* [Exercise prompt] Only the lines below, from the one with "let value = if" through the one with "if actual != ty", are to be written out, exactly.

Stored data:
□ □ □

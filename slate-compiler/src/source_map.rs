//! Byte-offset to line/column conversion for diagnostic rendering.

/// Cached index of line start offsets for a source text (0-based line/col).
#[derive(Debug, Clone)]
pub struct SourceIndex {
    line_starts: Vec<usize>,
}

impl SourceIndex {
    pub fn new(source: &str) -> Self {
        let mut starts = vec![0];
        for (i, ch) in source.char_indices() {
            if ch == '\n' {
                starts.push(i + 1);
            }
        }
        Self {
            line_starts: starts,
        }
    }

    /// Convert a byte offset to 0-based (line, column) using only line starts.
    pub fn to_line_col(&self, byte: usize) -> (usize, usize) {
        match self.line_starts.binary_search(&byte) {
            Ok(line_idx) => (line_idx, 0),
            Err(insert_pos) => {
                let line_idx = insert_pos.saturating_sub(1);
                let start = self.line_starts.get(line_idx).copied().unwrap_or(0);
                (line_idx, byte.saturating_sub(start))
            }
        }
    }

    /// Extract the text of a 1-based line number from `source`, without the
    /// trailing newline.
    pub fn line_text<'a>(&self, source: &'a str, line: usize) -> Option<&'a str> {
        let start = *self.line_starts.get(line.checked_sub(1)?)?;
        let rest = &source[start..];
        Some(rest.split('\n').next().unwrap_or(rest))
    }
}
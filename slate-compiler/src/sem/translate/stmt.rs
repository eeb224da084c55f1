//! Statement translation.

use super::Translator;
use crate::diag::Diag;
use crate::frontend::ast::{self, Span};
use crate::sem::value::Value;

impl Translator {
    pub(crate) fn translate_stmt(&mut self, stmt: &ast::Stmt) -> Result<(), Diag> {
        match stmt {
            ast::Stmt::Expr(e) => {
                self.translate_expr_rhs(e)?;
                Ok(())
            }
            ast::Stmt::Return { span, results } => self.translate_return(*span, results),
            ast::Stmt::Decl(gen) => self.translate_gen_decl(gen),
            ast::Stmt::Assign {
                span,
                lhs,
                rhs,
                define,
            } => self.translate_assign(*span, lhs, rhs, *define),
        }
    }

    fn translate_return(&mut self, span: Span, results: &[ast::Expr]) -> Result<(), Diag> {
        let result_ty = self.ctx().result.clone();
        if results.is_empty() {
            if result_ty.is_some() {
                return Err(self.diag_at(span, "Function is expected to return a value!"));
            }
            let builder = self.ctx().builder;
            builder.build_ret_void(&mut self.module);
            return Ok(());
        }
        if results.len() > 1 {
            return Err(self.diag_at(
                span,
                "Only single-value return is implemented at this time.",
            ));
        }
        let typed = self.translate_expr_rhs_typed(&results[0], result_ty.as_ref())?;
        let value = typed.ir_value(self.word());
        let builder = self.ctx().builder;
        builder.build_ret(&mut self.module, value);
        Ok(())
    }

    fn translate_gen_decl(&mut self, gen: &ast::GenDecl) -> Result<(), Diag> {
        match (gen.kind, &gen.spec) {
            (ast::DeclKind::Var | ast::DeclKind::Const, ast::Spec::Value(spec)) => {
                self.translate_var_spec(gen.kind, spec)
            }
            _ => Err(self.diag_at(
                gen.span,
                format!(
                    "General declaration type \"{}\" not implemented yet.",
                    gen.kind.name()
                ),
            )),
        }
    }

    fn translate_var_spec(
        &mut self,
        kind: ast::DeclKind,
        spec: &ast::ValueSpec,
    ) -> Result<(), Diag> {
        if kind == ast::DeclKind::Const {
            return Err(self.diag_at(spec.span, "Const declarations are not yet implemented."));
        }
        let Some(ty_expr) = &spec.ty else {
            return Err(self.diag_at(
                spec.span,
                "Unable to handle non-typed variable declarations at this time.",
            ));
        };
        let ty = self.translate_type(ty_expr)?;

        // Variables are either all zero-initialized or all given expressions.
        if !spec.values.is_empty() && spec.values.len() != spec.names.len() {
            return Err(self.diag_at(
                spec.span,
                "Partial initialization of variables in a variable declaration is not allowed.",
            ));
        }

        for (idx, name) in spec.names.iter().enumerate() {
            let scope = self.ctx().scope;
            if self.scopes.lookup_var(scope, &name.name).is_some() {
                return Err(
                    self.diag_at(name.span, "A variable already exists with this identifier.")
                );
            }

            let value = if spec.values.is_empty() {
                Value::Typed(ty.zero(self.word()))
            } else {
                let init = &spec.values[idx];
                let operand = self.translate_expr_rhs(init)?;
                if let Some(actual) = operand.committed_ty(&self.scopes) {
                    if actual != ty {
                        return Err(self.diag_at(
                            init.span(),
                            format!(
                                "Expected initializer of type \"{ty}\", but found type \"{actual}\"."
                            ),
                        ));
                    }
                }
                let typed = operand
                    .rvalue(&self.scopes, Some(&ty))
                    .map_err(|ud| self.bind(init.span(), ud))?;
                Value::Typed(typed)
            };

            self.scopes.add_value(scope, &name.name, false, value);
        }
        Ok(())
    }

    fn translate_assign(
        &mut self,
        span: Span,
        lhs: &[ast::Expr],
        rhs: &[ast::Expr],
        define: bool,
    ) -> Result<(), Diag> {
        if define {
            return Err(self.diag_at(
                span,
                "Short variable declarations are not yet implemented.",
            ));
        }
        if lhs.len() != rhs.len() {
            return Err(self.diag_at(span, "Every variable must have an equivalent rValue"));
        }

        // Evaluate every right-hand side before committing any left-hand
        // side: `a, b = b, a` swaps.
        let mut values = Vec::with_capacity(rhs.len());
        for e in rhs {
            values.push(self.translate_expr_rhs_typed(e, None)?);
        }
        for (target, value) in lhs.iter().zip(values) {
            let binding = self.translate_expr_lhs(target)?;
            self.scopes.binding_mut(binding).value = Value::Typed(value);
        }
        Ok(())
    }
}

□ □ □

* [Answer box]
            let value = if spec.values.is_empty() {
                Value::Typed(ty.zero(self.word()))
            } else {
                let init = &spec.values[idx];
                let operand = self.translate_expr_rhs(init)?;
                if let Some(actual) = operand.committed_ty(&self.scopes) {
                    if actual != ty {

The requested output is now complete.